_Assigned task_
From the entries below, return exactly the lines beginning at the one that contains "Compute min/max/mean over" and ending at the one that contains "for resident tiles.", both of them included, and only those lines.

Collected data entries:
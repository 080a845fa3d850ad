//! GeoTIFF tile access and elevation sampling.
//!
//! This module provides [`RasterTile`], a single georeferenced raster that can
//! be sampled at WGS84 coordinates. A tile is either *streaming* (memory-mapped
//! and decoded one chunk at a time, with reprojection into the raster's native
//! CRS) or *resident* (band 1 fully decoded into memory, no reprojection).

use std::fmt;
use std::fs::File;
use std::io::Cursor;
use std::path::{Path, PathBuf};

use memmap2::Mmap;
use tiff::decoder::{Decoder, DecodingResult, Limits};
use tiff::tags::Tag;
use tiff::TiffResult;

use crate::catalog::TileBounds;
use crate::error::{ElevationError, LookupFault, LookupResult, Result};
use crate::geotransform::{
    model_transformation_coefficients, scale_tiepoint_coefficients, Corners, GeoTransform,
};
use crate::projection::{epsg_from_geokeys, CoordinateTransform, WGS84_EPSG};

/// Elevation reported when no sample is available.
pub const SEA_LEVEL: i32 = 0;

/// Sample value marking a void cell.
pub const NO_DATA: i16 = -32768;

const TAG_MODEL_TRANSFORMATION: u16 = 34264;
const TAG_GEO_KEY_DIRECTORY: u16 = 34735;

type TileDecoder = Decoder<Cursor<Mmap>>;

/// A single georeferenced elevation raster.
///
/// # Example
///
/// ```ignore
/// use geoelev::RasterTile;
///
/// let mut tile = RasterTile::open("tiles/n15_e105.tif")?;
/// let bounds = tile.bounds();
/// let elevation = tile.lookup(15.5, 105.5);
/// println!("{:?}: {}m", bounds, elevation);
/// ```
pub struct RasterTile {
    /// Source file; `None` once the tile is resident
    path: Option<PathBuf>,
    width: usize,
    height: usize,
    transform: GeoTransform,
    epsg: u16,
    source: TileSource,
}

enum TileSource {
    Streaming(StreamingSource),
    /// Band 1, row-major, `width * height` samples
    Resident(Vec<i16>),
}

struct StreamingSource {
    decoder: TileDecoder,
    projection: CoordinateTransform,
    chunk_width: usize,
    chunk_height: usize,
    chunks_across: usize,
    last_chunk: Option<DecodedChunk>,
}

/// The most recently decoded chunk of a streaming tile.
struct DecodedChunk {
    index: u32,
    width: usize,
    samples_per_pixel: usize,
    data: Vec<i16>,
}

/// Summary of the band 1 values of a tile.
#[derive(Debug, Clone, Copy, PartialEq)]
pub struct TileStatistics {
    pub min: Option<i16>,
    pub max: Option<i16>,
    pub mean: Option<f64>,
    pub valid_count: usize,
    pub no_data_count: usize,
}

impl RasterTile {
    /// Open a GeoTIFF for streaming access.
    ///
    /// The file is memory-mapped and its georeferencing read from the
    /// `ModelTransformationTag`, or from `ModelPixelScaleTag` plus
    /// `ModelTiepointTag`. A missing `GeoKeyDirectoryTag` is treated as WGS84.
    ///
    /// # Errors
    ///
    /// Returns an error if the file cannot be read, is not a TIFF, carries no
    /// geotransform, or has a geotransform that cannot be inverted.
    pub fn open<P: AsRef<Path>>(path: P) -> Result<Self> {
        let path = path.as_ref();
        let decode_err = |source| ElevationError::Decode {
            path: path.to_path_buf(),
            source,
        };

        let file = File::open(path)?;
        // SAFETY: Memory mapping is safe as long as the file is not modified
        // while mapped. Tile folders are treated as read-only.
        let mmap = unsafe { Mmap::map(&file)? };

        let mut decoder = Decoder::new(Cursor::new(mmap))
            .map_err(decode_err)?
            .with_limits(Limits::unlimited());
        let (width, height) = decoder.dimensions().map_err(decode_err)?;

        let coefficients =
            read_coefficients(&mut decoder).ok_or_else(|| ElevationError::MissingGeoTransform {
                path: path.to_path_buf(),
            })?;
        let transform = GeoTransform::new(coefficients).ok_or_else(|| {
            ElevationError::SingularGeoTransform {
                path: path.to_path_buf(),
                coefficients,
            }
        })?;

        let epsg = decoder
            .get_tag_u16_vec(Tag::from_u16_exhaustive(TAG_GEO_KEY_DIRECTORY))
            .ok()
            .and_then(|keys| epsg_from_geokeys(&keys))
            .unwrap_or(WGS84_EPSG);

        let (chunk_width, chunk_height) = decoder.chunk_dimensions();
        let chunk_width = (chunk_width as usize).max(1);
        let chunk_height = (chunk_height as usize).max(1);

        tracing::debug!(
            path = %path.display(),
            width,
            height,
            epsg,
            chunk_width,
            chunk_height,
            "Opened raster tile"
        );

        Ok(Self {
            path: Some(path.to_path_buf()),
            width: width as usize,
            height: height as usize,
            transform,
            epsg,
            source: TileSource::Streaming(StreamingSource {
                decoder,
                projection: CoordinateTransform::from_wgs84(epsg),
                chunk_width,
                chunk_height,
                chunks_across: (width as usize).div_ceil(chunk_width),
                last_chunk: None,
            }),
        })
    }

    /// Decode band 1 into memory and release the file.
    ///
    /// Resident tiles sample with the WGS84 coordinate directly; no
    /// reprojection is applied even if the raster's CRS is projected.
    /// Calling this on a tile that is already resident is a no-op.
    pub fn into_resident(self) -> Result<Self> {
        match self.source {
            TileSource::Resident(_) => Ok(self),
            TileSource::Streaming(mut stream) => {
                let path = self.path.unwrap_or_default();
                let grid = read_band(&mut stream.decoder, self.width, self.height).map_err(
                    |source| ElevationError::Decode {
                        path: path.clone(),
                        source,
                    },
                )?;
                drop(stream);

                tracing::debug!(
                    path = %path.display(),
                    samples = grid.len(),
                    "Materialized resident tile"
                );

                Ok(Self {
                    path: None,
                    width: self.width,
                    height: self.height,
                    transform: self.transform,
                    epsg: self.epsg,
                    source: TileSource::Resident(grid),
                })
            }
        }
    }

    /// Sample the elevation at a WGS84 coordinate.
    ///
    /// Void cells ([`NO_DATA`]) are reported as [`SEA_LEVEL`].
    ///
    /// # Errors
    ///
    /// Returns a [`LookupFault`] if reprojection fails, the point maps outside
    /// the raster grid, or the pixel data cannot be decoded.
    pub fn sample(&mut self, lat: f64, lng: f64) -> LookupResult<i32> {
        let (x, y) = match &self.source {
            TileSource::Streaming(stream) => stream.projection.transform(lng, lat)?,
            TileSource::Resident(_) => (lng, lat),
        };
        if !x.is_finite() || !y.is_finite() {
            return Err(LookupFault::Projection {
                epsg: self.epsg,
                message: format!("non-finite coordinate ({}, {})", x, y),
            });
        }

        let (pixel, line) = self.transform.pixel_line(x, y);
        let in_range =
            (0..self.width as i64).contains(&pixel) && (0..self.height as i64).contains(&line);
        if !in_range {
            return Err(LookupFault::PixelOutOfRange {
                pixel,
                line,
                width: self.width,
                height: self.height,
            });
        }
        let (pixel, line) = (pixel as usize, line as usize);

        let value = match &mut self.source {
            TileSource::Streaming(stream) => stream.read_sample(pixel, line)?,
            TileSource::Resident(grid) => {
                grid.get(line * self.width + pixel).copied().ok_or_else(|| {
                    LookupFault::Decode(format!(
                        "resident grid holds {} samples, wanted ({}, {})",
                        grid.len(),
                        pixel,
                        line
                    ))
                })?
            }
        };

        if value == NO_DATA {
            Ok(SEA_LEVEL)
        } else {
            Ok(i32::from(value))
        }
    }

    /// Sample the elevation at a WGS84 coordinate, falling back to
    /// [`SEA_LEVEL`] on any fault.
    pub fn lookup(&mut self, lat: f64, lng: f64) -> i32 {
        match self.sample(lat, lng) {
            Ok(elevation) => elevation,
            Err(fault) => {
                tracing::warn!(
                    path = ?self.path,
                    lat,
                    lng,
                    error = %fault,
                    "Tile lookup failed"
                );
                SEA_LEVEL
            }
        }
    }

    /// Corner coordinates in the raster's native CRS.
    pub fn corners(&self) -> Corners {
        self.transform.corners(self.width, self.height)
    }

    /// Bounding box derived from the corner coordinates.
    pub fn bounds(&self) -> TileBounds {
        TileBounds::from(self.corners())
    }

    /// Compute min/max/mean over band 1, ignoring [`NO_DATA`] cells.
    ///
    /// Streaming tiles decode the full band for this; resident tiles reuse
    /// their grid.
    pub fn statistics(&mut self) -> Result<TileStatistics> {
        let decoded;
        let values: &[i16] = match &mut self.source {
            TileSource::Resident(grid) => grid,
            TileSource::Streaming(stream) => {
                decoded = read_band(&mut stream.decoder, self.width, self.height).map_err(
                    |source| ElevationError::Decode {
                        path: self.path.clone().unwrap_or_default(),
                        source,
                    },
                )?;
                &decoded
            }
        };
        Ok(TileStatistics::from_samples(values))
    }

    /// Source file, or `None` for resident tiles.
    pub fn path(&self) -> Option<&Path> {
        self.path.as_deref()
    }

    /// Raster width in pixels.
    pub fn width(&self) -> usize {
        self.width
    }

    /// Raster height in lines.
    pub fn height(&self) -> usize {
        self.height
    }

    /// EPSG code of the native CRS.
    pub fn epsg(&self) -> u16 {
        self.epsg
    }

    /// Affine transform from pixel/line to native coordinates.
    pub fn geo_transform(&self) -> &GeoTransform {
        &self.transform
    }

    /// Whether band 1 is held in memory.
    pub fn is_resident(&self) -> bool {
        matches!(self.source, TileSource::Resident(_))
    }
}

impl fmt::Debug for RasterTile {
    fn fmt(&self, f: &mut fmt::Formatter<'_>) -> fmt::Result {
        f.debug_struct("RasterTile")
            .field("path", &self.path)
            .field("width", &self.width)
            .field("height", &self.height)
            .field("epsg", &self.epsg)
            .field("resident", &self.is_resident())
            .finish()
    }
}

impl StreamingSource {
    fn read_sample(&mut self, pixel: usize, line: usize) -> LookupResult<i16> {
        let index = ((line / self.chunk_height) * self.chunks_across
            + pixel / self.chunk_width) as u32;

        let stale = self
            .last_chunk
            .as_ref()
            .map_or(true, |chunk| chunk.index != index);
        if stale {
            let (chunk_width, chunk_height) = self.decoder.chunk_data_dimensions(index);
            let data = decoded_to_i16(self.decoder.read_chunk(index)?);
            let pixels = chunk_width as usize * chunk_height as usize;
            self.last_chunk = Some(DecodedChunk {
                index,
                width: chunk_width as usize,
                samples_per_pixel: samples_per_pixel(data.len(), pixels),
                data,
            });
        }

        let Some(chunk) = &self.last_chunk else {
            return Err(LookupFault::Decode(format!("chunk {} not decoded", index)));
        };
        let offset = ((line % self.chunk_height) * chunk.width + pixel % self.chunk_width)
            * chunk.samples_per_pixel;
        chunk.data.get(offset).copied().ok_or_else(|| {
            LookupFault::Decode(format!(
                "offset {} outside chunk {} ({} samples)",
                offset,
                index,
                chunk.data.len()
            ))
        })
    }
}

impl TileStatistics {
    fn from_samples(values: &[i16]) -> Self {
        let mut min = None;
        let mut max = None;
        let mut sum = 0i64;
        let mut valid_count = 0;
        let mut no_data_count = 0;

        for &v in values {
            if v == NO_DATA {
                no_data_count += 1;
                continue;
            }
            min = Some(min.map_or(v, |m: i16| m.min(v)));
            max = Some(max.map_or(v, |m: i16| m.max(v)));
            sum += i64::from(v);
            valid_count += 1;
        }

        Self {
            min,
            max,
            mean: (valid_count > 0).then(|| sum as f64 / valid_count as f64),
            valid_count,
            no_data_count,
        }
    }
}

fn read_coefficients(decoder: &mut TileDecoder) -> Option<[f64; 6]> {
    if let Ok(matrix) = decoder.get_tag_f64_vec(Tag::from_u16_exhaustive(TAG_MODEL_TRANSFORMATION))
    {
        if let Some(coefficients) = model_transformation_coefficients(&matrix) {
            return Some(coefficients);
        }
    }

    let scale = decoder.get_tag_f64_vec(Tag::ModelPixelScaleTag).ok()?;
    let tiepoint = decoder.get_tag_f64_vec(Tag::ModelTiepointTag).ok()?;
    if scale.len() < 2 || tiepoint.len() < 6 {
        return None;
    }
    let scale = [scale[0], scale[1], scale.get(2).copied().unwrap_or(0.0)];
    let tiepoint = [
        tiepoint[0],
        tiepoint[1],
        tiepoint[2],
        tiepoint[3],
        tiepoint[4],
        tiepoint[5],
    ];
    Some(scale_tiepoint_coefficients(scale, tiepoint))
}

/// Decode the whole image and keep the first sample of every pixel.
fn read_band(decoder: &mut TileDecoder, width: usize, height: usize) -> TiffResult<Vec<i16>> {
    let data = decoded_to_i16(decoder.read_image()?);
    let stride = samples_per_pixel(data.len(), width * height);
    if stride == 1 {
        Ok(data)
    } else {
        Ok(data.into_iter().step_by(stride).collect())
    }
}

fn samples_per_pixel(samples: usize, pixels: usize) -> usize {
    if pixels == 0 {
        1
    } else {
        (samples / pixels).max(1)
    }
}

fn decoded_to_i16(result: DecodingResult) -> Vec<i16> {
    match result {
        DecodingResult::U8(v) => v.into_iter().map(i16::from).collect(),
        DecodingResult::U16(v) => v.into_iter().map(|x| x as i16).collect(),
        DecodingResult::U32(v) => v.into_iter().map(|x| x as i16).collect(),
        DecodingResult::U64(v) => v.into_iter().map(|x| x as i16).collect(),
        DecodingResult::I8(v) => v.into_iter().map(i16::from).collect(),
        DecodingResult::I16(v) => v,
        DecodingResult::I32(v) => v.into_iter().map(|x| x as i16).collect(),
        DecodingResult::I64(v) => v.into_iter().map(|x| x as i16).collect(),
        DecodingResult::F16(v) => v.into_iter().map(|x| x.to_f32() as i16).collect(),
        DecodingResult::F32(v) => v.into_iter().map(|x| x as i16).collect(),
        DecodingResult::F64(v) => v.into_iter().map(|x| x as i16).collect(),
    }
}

_Solution for this exercise_
    /// Compute min/max/mean over band 1, ignoring [`NO_DATA`] cells.
    ///
    /// Streaming tiles decode the full band for this; resident tiles reuse
    /// their grid.
    pub fn statistics(&mut self) -> Result<TileStatistics> {
        let decoded;
        let values: &[i16] = match &mut self.source {
            TileSource::Resident(grid) => grid,
            TileSource::Streaming(stream) => {
                decoded = read_band(&mut stream.decoder, self.width, self.height).map_err(
                    |source| ElevationError::Decode {
                        path: self.path.clone().unwrap_or_default(),
                        source,
                    },
                )?;
                &decoded
            }
        };
        Ok(TileStatistics::from_samples(values))
    }

    /// Source file, or `None` for resident tiles.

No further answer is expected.